» RECORD EXTRACTS
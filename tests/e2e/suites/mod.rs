//! 测试套件

mod consumer_groups;
mod order_flow;
//! 命令行参数
//!
//! ```bash
//! # 独立消费组，输出解析后的订单字段
//! order-consumer --profile email
//!
//! # 同组的两个实例，分摊分区
//! order-consumer --profile a
//! order-consumer --profile b
//! ```

use clap::Parser;

use crate::profile::{ConsumerProfile, ProfileName};

#[derive(Parser, Debug)]
#[command(name = "order-consumer")]
#[command(version, about = "订单事件消费者")]
pub struct Cli {
    /// 内置档位
    #[arg(short, long, value_enum, default_value = "email", env = "ORDER_CONSUMER_PROFILE")]
    pub profile: ProfileName,

    /// 覆盖档位的消费组
    #[arg(short, long, env = "ORDER_CONSUMER_GROUP_ID")]
    pub group_id: Option<String>,

    /// 覆盖档位的 Kafka client id
    #[arg(long)]
    pub client_id: Option<String>,
}

impl Cli {
    pub fn consumer_profile(&self) -> ConsumerProfile {
        let mut profile = ConsumerProfile::preset(self.profile);
        if let Some(group_id) = &self.group_id {
            profile = profile.with_group_id(group_id.clone());
        }
        if let Some(client_id) = &self.client_id {
            profile = profile.with_client_id(client_id.clone());
        }
        profile
    }
}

» YOUR INSTRUCTIONS
Please show, exactly as written, every line above that contains the word "long".

» SOLVED EXERCISE
    #[arg(short, long, value_enum, default_value = "email", env = "ORDER_CONSUMER_PROFILE")]
    #[arg(short, long, env = "ORDER_CONSUMER_GROUP_ID")]
    #[arg(long)]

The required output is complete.